The composition of the nasal microbiome could impact the extent of symptoms experienced by people suffering from a cold.
Recent research conducted at the University of Virginia (VA, USA) and lead by Rob Turner, which set out to establish the impact the nasal microbiome may have on colds, has come to a conclusion. The study uncovered a correlation between combinations of bacteria making up the nasal microbiome and the severity and type of symptoms experienced by an infected individual.
The research team examined the nasal microbiomes of 152 participants to identify the type and prevalence of different bacteria in each subject. The microbiomes were examined before and after a cold was induced in the participants to ensure that the presence of the cold virus did not alter the composition of the microbiome.
The study found that there were six disparate categories of composition in the subjects’ nasal microbiomes. Each of these categories was associated with a distinct profile of symptom type and severity. “There were effects on virus load and how much virus you shed in your nasal secretions. So the background microbiome, the background bacterial pattern in your nose, had influences on the way that you reacted to the virus and how sick you got,” reported Turner.

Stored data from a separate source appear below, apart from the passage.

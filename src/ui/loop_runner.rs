//! Interactive article browser.
//!
//! Multiplexes stdin commands, filter-change notifications from the session
//! store and completions of background fetches on a single task.

use anyhow::Result;
use std::io::{self, Write};
use std::sync::Arc;
use tokio::io::{AsyncBufReadExt, BufReader};
use tokio::sync::mpsc;

#[cfg(unix)]
use tokio::signal::unix::{signal, SignalKind};

use super::command::{parse_command, Command, HELP};
use super::helpers::catch_task_panic;
use super::render;
use crate::api::{ApiClient, ApiError, ArticleListResponse, ArticleQuery};
use crate::session::{FilterPatch, SessionStore};
use crate::view::{message_for, ArticleDetailPage, ArticlesPage, PageError, Ticket, ViewState};

/// Completion of a spawned listing fetch.
#[derive(Debug)]
pub enum BrowseEvent {
    Listing {
        generation: u64,
        result: Result<ArticleListResponse, ApiError>,
    },
    TaskPanicked {
        generation: u64,
        error: String,
    },
}

/// Result of handling one command.
pub enum Action {
    Continue,
    Quit,
}

/// Run the browser until `q`, end of input or a termination signal.
pub async fn run(client: ApiClient, page_size: u32) -> Result<()> {
    let session = Arc::clone(client.session());
    let width = render::terminal_width();
    let mut page = ArticlesPage::new(page_size);
    let mut filters_rx = session.subscribe_filters();
    let (event_tx, mut event_rx) = mpsc::channel::<BrowseEvent>(16);
    let mut lines = BufReader::new(tokio::io::stdin()).lines();

    #[cfg(unix)]
    let mut sigterm = signal(SignalKind::terminate())?;
    #[cfg(unix)]
    let mut sigint = signal(SignalKind::interrupt())?;

    let filters = filters_rx.borrow_and_update().clone();
    spawn_fetch(&client, page.begin_filtered(&filters), &event_tx);
    println!("Type 'h' for help.");

    loop {
        #[cfg(unix)]
        let sigterm_fut = sigterm.recv();
        #[cfg(not(unix))]
        let sigterm_fut = std::future::pending::<Option<()>>();

        #[cfg(unix)]
        let sigint_fut = sigint.recv();
        #[cfg(not(unix))]
        let sigint_fut = std::future::pending::<Option<()>>();

        tokio::select! {
            biased;

            _ = sigterm_fut => {
                tracing::info!("Received SIGTERM, shutting down");
                break;
            }

            _ = sigint_fut => {
                tracing::info!("Received SIGINT, shutting down");
                break;
            }

            line = lines.next_line() => {
                let Some(line) = line? else { break };
                match handle_line(&line, &client, &session, &mut page, &event_tx, width).await {
                    Ok(Action::Quit) => break,
                    Ok(Action::Continue) => {}
                    Err(e) => eprintln!("Error: {e:#}"),
                }
                prompt()?;
            }

            changed = filters_rx.changed() => {
                if changed.is_err() {
                    break;
                }
                let filters = filters_rx.borrow_and_update().clone();
                tracing::debug!(?filters, "Filters changed, reloading from page 1");
                spawn_fetch(&client, page.begin_filtered(&filters), &event_tx);
            }

            Some(event) = event_rx.recv() => {
                if handle_event(&mut page, event) {
                    let mut out = io::stdout().lock();
                    writeln!(out)?;
                    render::articles_page(&mut out, &page, width)?;
                    drop(out);
                    prompt()?;
                }
            }
        }
    }

    Ok(())
}

fn prompt() -> io::Result<()> {
    let mut out = io::stdout().lock();
    write!(out, "> ")?;
    out.flush()
}

/// Apply a fetch completion. Returns whether the page changed.
fn handle_event(page: &mut ArticlesPage, event: BrowseEvent) -> bool {
    match event {
        BrowseEvent::Listing { generation, result } => page.resolve(generation, result),
        BrowseEvent::TaskPanicked { generation, error } => {
            tracing::error!(generation, error = %error, "Listing fetch panicked");
            page.resolve(
                generation,
                Err(ApiError::Transport(format!("request task failed: {error}"))),
            )
        }
    }
}

async fn handle_line(
    line: &str,
    client: &ApiClient,
    session: &SessionStore,
    page: &mut ArticlesPage,
    event_tx: &mpsc::Sender<BrowseEvent>,
    width: usize,
) -> Result<Action> {
    let command = match parse_command(line) {
        Ok(Some(command)) => command,
        Ok(None) => return Ok(Action::Continue),
        Err(e) => {
            println!("{e}");
            return Ok(Action::Continue);
        }
    };

    match command {
        Command::Quit => return Ok(Action::Quit),
        Command::Help => println!("{HELP}"),
        Command::Filters => render::filters(&mut io::stdout().lock(), &session.filters())?,

        // Filter edits only touch the store; the watch subscription refetches.
        Command::Category(value) => {
            session.set_filters(FilterPatch::category(value)).await?;
        }
        Command::Source(value) => {
            session.set_filters(FilterPatch::source(value)).await?;
        }
        Command::MinScore(score) => {
            session.set_filters(FilterPatch::min_score(score)).await?;
        }
        Command::Search(text) => {
            session.set_filters(FilterPatch::search(text)).await?;
        }
        Command::Clear => session.clear_filters().await?,

        Command::Next => navigate(page.next_page(), client, event_tx),
        Command::Prev => navigate(page.prev_page(), client, event_tx),
        Command::Goto(n) => navigate(page.go_to(n), client, event_tx),
        Command::Retry => match page.retry() {
            Some(ticket) => spawn_fetch(client, ticket, event_tx),
            None => println!("Nothing to retry."),
        },

        Command::Show(id) => {
            let mut detail = ArticleDetailPage::new();
            let state = detail.load(client, id).await;
            let mut out = io::stdout().lock();
            match state {
                ViewState::Ready(article) => render::article_detail(&mut out, article, width)?,
                ViewState::Failed(err) => writeln!(out, "Error: {}", message_for(err))?,
                _ => {}
            }
        }
    }
    Ok(Action::Continue)
}

fn navigate(
    ticket: Result<Ticket<ArticleQuery>, PageError>,
    client: &ApiClient,
    event_tx: &mpsc::Sender<BrowseEvent>,
) {
    match ticket {
        Ok(ticket) => spawn_fetch(client, ticket, event_tx),
        Err(e) => println!("{e}"),
    }
}

/// Fetch `ticket` on a background task and report through `event_tx`.
fn spawn_fetch(
    client: &ApiClient,
    ticket: Ticket<ArticleQuery>,
    event_tx: &mpsc::Sender<BrowseEvent>,
) {
    let client = client.clone();
    let tx = event_tx.clone();
    let generation = ticket.generation;
    tracing::debug!(generation, page = ?ticket.params.page, "Spawning listing fetch");

    tokio::spawn(async move {
        let event = match catch_task_panic(ArticlesPage::fetch(&client, &ticket)).await {
            Ok(result) => BrowseEvent::Listing { generation, result },
            Err(error) => BrowseEvent::TaskPanicked { generation, error },
        };
        if let Err(e) = tx.send(event).await {
            tracing::warn!(error = %e, "Failed to deliver listing (receiver dropped)");
        }
    });
}

#[cfg(test)]
mod tests {
    use super::*;
    use crate::session::Filters;

    #[test]
    fn test_panicked_task_fails_the_page() {
        let mut page = ArticlesPage::new(20);
        let t = page.begin_filtered(&Filters::default());

        let changed = handle_event(
            &mut page,
            BrowseEvent::TaskPanicked {
                generation: t.generation,
                error: "boom".into(),
            },
        );
        assert!(changed);
        assert!(matches!(
            page.state(),
            ViewState::Failed(ApiError::Transport(msg)) if msg.contains("boom")
        ));
    }

    #[test]
    fn test_stale_listing_is_ignored() {
        let mut page = ArticlesPage::new(20);
        let old = page.begin_filtered(&Filters::default());
        let _new = page.begin_filtered(&Filters {
            category: "llm".into(),
            ..Filters::default()
        });

        let changed = handle_event(
            &mut page,
            BrowseEvent::Listing {
                generation: old.generation,
                result: Err(ApiError::Transport("late".into())),
            },
        );
        assert!(!changed);
        assert!(page.state().is_loading());
    }
}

The study was unable to identify a causal link; the correlation could be due to the same genetic predisposition to a certain microbiome composition resulting in a specific reaction to the cold virus or any number of environmental factors. Turner, however, believes that the association could be impacted by both environmental and microbial factors, declaring that, “I suspect there is some interaction among the host and the environment and the pathogen that determines what you end up with.”

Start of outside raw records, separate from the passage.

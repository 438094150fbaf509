use anyhow::Result;
use sqlx::{
    sqlite::{SqliteConnectOptions, SqlitePoolOptions},
    SqlitePool,
};
use std::str::FromStr;
use std::time::Duration;

use super::types::{is_lock_message, DatabaseError};

// ============================================================================
// Database
// ============================================================================

#[derive(Clone)]
pub struct Database {
    pub(crate) pool: SqlitePool,
}

impl Database {
    /// Open the state database and run migrations.
    ///
    /// Pass `":memory:"` for a throwaway database.
    ///
    /// # Errors
    ///
    /// Returns `DatabaseError::InstanceLocked` if another process has the
    /// database locked, `DatabaseError::Migration` if the schema could not be
    /// created, and `DatabaseError::Other` for anything else.
    pub async fn open(path: &str) -> Result<Self, DatabaseError> {
        let in_memory = path == ":memory:";
        let url = if in_memory {
            "sqlite::memory:".to_string()
        } else {
            format!("sqlite:{}?mode=rwc", path)
        };

        // The file holds the bearer token: create it user-only before the pool opens it.
        #[cfg(unix)]
        if !in_memory {
            use std::os::unix::fs::{OpenOptionsExt, PermissionsExt};
            let db_path = std::path::Path::new(path);
            if db_path.exists() {
                let perms = std::fs::Permissions::from_mode(0o600);
                if let Err(e) = std::fs::set_permissions(db_path, perms) {
                    tracing::warn!(path = %path, error = %e, "Failed to set state database permissions");
                }
            } else if db_path.parent().is_some_and(|p| p.exists()) {
                let _file = std::fs::OpenOptions::new()
                    .write(true)
                    .create_new(true)
                    .mode(0o600)
                    .open(db_path)
                    .ok(); // connect_with reports the real error if this failed
            }
        }

        let options = SqliteConnectOptions::from_str(&url)
            .map_err(DatabaseError::from_sqlx)?
            .pragma("busy_timeout", "5000");

        // Every connection to `sqlite::memory:` is a separate database, so pin to one.
        let max_connections = if in_memory { 1 } else { 2 };
        let pool = SqlitePoolOptions::new()
            .max_connections(max_connections)
            .acquire_timeout(Duration::from_secs(10))
            .connect_with(options)
            .await
            .map_err(DatabaseError::from_sqlx)?;

        let db = Self { pool };
        db.migrate().await.map_err(|e| {
            if is_lock_message(&e.to_string()) {
                DatabaseError::InstanceLocked
            } else {
                DatabaseError::Migration(e.to_string())
            }
        })?;
        tracing::debug!(path = %path, "State database ready");
        Ok(db)
    }

    /// Close every pooled connection, flushing pending writes to disk.
    pub async fn close(&self) {
        self.pool.close().await;
    }

    /// Create the schema inside one transaction. Idempotent.
    async fn migrate(&self) -> Result<()> {
        let mut tx = self.pool.begin().await?;

        sqlx::query(
            r#"
            CREATE TABLE IF NOT EXISTS client_state (
                key TEXT PRIMARY KEY,
                value TEXT NOT NULL,
                updated_at TEXT NOT NULL DEFAULT (datetime('now'))
            )
        "#,
        )
        .execute(&mut *tx)
        .await?;

        tx.commit().await?;

        Ok(())
    }
}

After discovering this association the team was encouraged to examine the effects probiotics may have on cold symptoms. Each participant was given a probiotic to drink, and the effect on the microbiome in their nose and in their gut was monitored.
The results, however, were negative, finding that the probiotic made little impact on the gut microbiome and none on the nasal. The potential for a direct administration of probiotics to the nose via a spray was considered, but Turner was doubtful of its likely impact.

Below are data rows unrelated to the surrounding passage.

//! Plain-text rendering of pages and projections.
//!
//! Everything writes to an `impl Write` so commands print to stdout and tests
//! render into a `Vec<u8>`. Backend text is sanitized before it is printed.

use std::io::{self, IsTerminal, Write};

use crate::api::{
    AdminStats, ApiError, Article, ArticleListResponse, CrawlAck, FilterOption, ProcessAck,
    QualityTier, User,
};
use crate::session::Filters;
use crate::util::{one_line, truncate_to_width, wrap_to_width};
use crate::view::{message_for, ArticlesPage, Pagination, TodayPage, ViewState};

/// Fallback line width when neither the terminal nor `COLUMNS` gives one.
pub const DEFAULT_WIDTH: usize = 100;
/// Narrowest layout we render.
pub const MIN_WIDTH: usize = 40;

/// Page numbers listed in the pager.
const PAGER_WIDTH: u32 = 7;
/// Column where the second line of an entry starts.
const INDENT: &str = "           ";

/// Output width: the terminal's own size when stdout is a terminal, else
/// `COLUMNS`, clamped to something usable.
pub fn terminal_width() -> usize {
    let size = if io::stdout().is_terminal() {
        crossterm::terminal::size().ok().map(|(cols, _)| cols)
    } else {
        None
    };
    pick_width(size, std::env::var("COLUMNS").ok().as_deref())
}

fn pick_width(terminal_cols: Option<u16>, columns_env: Option<&str>) -> usize {
    terminal_cols
        .filter(|&cols| cols > 0)
        .map(usize::from)
        .or_else(|| columns_env.and_then(|c| c.trim().parse::<usize>().ok()))
        .unwrap_or(DEFAULT_WIDTH)
        .max(MIN_WIDTH)
}

fn tier_mark(tier: QualityTier) -> char {
    match tier {
        QualityTier::High => '*',
        QualityTier::Medium => '+',
        QualityTier::Low => ' ',
    }
}

/// Two-line listing entry: id, score and title, then source, category and date.
pub fn article_entry(out: &mut impl Write, article: &Article, width: usize) -> io::Result<()> {
    let head = format!(
        "{:>6} {}{:>3.0} ",
        article.id,
        tier_mark(article.tier()),
        article.quality_score
    );
    let title = one_line(article.display_title());
    let budget = width.saturating_sub(head.len());
    writeln!(out, "{head}{}", truncate_to_width(&title, budget))?;

    let meta = format!(
        "{} | {} | {}",
        article.source.label(),
        article.category.label(),
        article.timestamp().format("%Y-%m-%d %H:%M")
    );
    writeln!(
        out,
        "{INDENT}{}",
        truncate_to_width(&meta, width.saturating_sub(INDENT.len()))
    )
}

/// Error line plus retry hint for a failed view.
fn failure(out: &mut impl Write, err: &ApiError) -> io::Result<()> {
    writeln!(out, "Error: {}", message_for(err))?;
    writeln!(out, "Type 'r' to retry.")
}

/// `Page 2/3  1 [2] 3`
pub fn pager(out: &mut impl Write, pagination: &Pagination) -> io::Result<()> {
    let total = pagination.total_pages();
    if total == 0 {
        return Ok(());
    }
    let pages: Vec<String> = pagination
        .window(PAGER_WIDTH)
        .map(|p| {
            if p == pagination.page {
                format!("[{p}]")
            } else {
                p.to_string()
            }
        })
        .collect();
    writeln!(
        out,
        "Page {}/{}  {}",
        pagination.page,
        total,
        pages.join(" ")
    )
}

pub fn listing(
    out: &mut impl Write,
    response: &ArticleListResponse,
    width: usize,
) -> io::Result<()> {
    writeln!(out, "{} articles", response.total)?;
    writeln!(out)?;
    for article in &response.items {
        article_entry(out, article, width)?;
    }
    Ok(())
}

/// The article listing page in whatever state it is in.
pub fn articles_page(out: &mut impl Write, page: &ArticlesPage, width: usize) -> io::Result<()> {
    match page.state() {
        ViewState::Idle => Ok(()),
        ViewState::Loading => writeln!(out, "Loading articles..."),
        ViewState::Empty => writeln!(out, "No articles match the current filters."),
        ViewState::Failed(err) => failure(out, err),
        ViewState::Ready(response) => {
            listing(out, response, width)?;
            if let Some(pagination) = page.pagination() {
                writeln!(out)?;
                pager(out, &pagination)?;
            }
            Ok(())
        }
    }
}

/// Today's picks with their summary counters.
pub fn today_page(out: &mut impl Write, page: &TodayPage, width: usize) -> io::Result<()> {
    match page.state() {
        ViewState::Idle => Ok(()),
        ViewState::Loading => writeln!(out, "Loading today's picks..."),
        ViewState::Empty => writeln!(out, "No picks yet today. Check back later."),
        ViewState::Failed(err) => failure(out, err),
        ViewState::Ready(articles) => {
            let s = page.summary();
            writeln!(out, "Today's picks: {}", s.total)?;
            writeln!(
                out,
                "High quality: {}  arXiv: {}  LLM: {}  Agent: {}",
                s.high_quality, s.arxiv, s.llm, s.agent
            )?;
            writeln!(out)?;
            for article in articles {
                article_entry(out, article, width)?;
            }
            Ok(())
        }
    }
}

/// Full article view.
pub fn article_detail(out: &mut impl Write, article: &Article, width: usize) -> io::Result<()> {
    for line in wrap_to_width(article.display_title(), width) {
        writeln!(out, "{line}")?;
    }
    if let Some(original) = article.original_title() {
        for line in wrap_to_width(original, width) {
            writeln!(out, "{line}")?;
        }
    }
    writeln!(out)?;
    writeln!(
        out,
        "{} | {} | score {:.0} | {}",
        article.source.label(),
        article.category.label(),
        article.quality_score,
        article.timestamp().format("%Y-%m-%d %H:%M UTC")
    )?;
    if !article.authors.is_empty() {
        let authors = one_line(&article.authors.join(", "));
        writeln!(out, "By {}", truncate_to_width(&authors, width.saturating_sub(3)))?;
    }
    writeln!(out, "{}", one_line(&article.url))?;

    if let Some(summary) = article.display_summary() {
        writeln!(out)?;
        for line in wrap_to_width(summary, width) {
            writeln!(out, "{line}")?;
        }
    }
    if !article.tags.is_empty() {
        writeln!(out)?;
        writeln!(out, "Tags: {}", one_line(&article.tags.join(", ")))?;
    }
    Ok(())
}

pub fn filters(out: &mut impl Write, filters: &Filters) -> io::Result<()> {
    fn or_any(s: &str) -> &str {
        if s.is_empty() {
            "any"
        } else {
            s
        }
    }
    writeln!(out, "category:  {}", or_any(&filters.category))?;
    writeln!(out, "source:    {}", or_any(&filters.source))?;
    if filters.min_score == 0 {
        writeln!(out, "min score: any")?;
    } else {
        writeln!(out, "min score: {}", filters.min_score)?;
    }
    writeln!(out, "search:    {}", or_any(&one_line(&filters.search)))
}

pub fn filter_options(
    out: &mut impl Write,
    categories: &[FilterOption],
    sources: &[FilterOption],
) -> io::Result<()> {
    writeln!(out, "Categories:")?;
    for option in categories {
        writeln!(out, "  {:<14} {}", one_line(&option.value), one_line(&option.label))?;
    }
    writeln!(out)?;
    writeln!(out, "Sources:")?;
    for option in sources {
        writeln!(out, "  {:<14} {}", one_line(&option.value), one_line(&option.label))?;
    }
    Ok(())
}

pub fn user(out: &mut impl Write, user: &User) -> io::Result<()> {
    writeln!(out, "{} (id {})", one_line(&user.email), user.id)?;
    if let Some(name) = user.username.as_deref().filter(|n| !n.is_empty()) {
        writeln!(out, "username:        {}", one_line(name))?;
    }
    let categories = if user.preferred_categories.is_empty() {
        "all".to_string()
    } else {
        one_line(&user.preferred_categories.join(", "))
    };
    writeln!(out, "categories:      {categories}")?;
    writeln!(out, "min quality:     {}", user.min_quality_score)?;
    writeln!(
        out,
        "email digest:    {}{}",
        user.email_frequency,
        if user.email_enabled { "" } else { " (disabled)" }
    )?;
    if let Some(created) = user.created_at {
        writeln!(out, "member since:    {}", created.format("%Y-%m-%d"))?;
    }
    Ok(())
}

pub fn admin_stats(out: &mut impl Write, stats: &AdminStats) -> io::Result<()> {
    writeln!(out, "total articles:     {}", stats.total_articles)?;
    writeln!(out, "processed:          {}", stats.processed_articles)?;
    writeln!(out, "pending:            {}", stats.pending_articles)?;
    writeln!(out, "average quality:    {:.1}", stats.average_quality_score)
}

pub fn crawl_ack(out: &mut impl Write, ack: &CrawlAck) -> io::Result<()> {
    writeln!(out, "{}", one_line(&ack.message))?;
    writeln!(
        out,
        "crawled: {}  new: {}  errors: {}",
        ack.stats.crawled, ack.stats.new, ack.stats.errors
    )
}

pub fn process_ack(out: &mut impl Write, ack: &ProcessAck) -> io::Result<()> {
    writeln!(out, "{}", one_line(&ack.message))?;
    writeln!(out, "processed: {}", ack.processed)
}

#[cfg(test)]
mod tests {
    use super::*;

    fn article(id: i64, title: &str, score: f64) -> Article {
        serde_json::from_value(serde_json::json!({
            "id": id,
            "title": title,
            "url": "https://example.com/a",
            "summary": "A short summary.",
            "source": "arxiv",
            "category": "llm",
            "authors": ["Ada", "Grace"],
            "quality_score": score,
            "published_at": "2026-10-17T09:30:00Z",
            "crawled_at": "2026-10-17T10:00:00Z"
        }))
        .unwrap()
    }

    fn render<F>(f: F) -> String
    where
        F: FnOnce(&mut Vec<u8>) -> io::Result<()>,
    {
        let mut buf = Vec::new();
        f(&mut buf).unwrap();
        String::from_utf8(buf).unwrap()
    }

    #[test]
    fn test_width_prefers_terminal_then_columns() {
        assert_eq!(pick_width(Some(132), Some("80")), 132);
        assert_eq!(pick_width(Some(0), Some("80")), 80);
        assert_eq!(pick_width(None, Some(" 90 ")), 90);
        assert_eq!(pick_width(None, Some("wide")), DEFAULT_WIDTH);
        assert_eq!(pick_width(None, None), DEFAULT_WIDTH);
        assert_eq!(pick_width(Some(20), None), MIN_WIDTH);
    }

    #[test]
    fn test_entry_strips_escape_sequences() {
        let text = render(|out| article_entry(out, &article(1, "Evil\x1b[2Jtitle", 85.0), 80));
        assert!(!text.contains('\x1b'));
        assert!(text.contains("Eviltitle"));
        assert!(text.contains("arXiv | LLM | 2026-10-17 09:30"));
    }

    #[test]
    fn test_entry_respects_width() {
        let long = "word ".repeat(40);
        let text = render(|out| article_entry(out, &article(1, &long, 50.0), 60));
        for line in text.lines() {
            assert!(crate::util::display_width(line) <= 60, "too wide: {line:?}");
        }
    }

    #[test]
    fn test_pager_marks_current_page() {
        let p = Pagination {
            page: 2,
            page_size: 20,
            total: 45,
        };
        assert_eq!(render(|out| pager(out, &p)), "Page 2/3  1 [2] 3\n");
    }

    #[test]
    fn test_failed_page_shows_message_and_retry_hint() {
        let mut page = ArticlesPage::new(20);
        let t = page.begin_filtered(&Filters::default());
        page.resolve(t.generation, Err(ApiError::Transport("offline".into())));

        let text = render(|out| articles_page(out, &page, 80));
        assert!(text.starts_with("Error: Could not reach the server (offline)"));
        assert!(text.contains("retry"));
    }

    #[test]
    fn test_detail_includes_summary_and_authors() {
        let text = render(|out| article_detail(out, &article(9, "Title", 91.0), 80));
        assert!(text.contains("By Ada, Grace"));
        assert!(text.contains("A short summary."));
        assert!(text.contains("score 91"));
    }

    #[test]
    fn test_filters_show_any_for_unconstrained() {
        let text = render(|out| filters(out, &Filters::default()));
        assert!(text.contains("category:  any"));
        assert!(text.contains("min score: any"));
    }
}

There is scope for further research, both to establish if the correlation is due to a causal link from the microbiome and to establish if there are more effective ways to alter the nasal microbiome and to study the impact on cold symptoms.
“One of the things that would be interesting to ask, and this would be a completely different study, is, what happens if you give antibiotics? Can you change the nasal flora by giving antibiotic? And is that a good thing or is that a bad thing? Those are all unknowns,” pontificated Turner.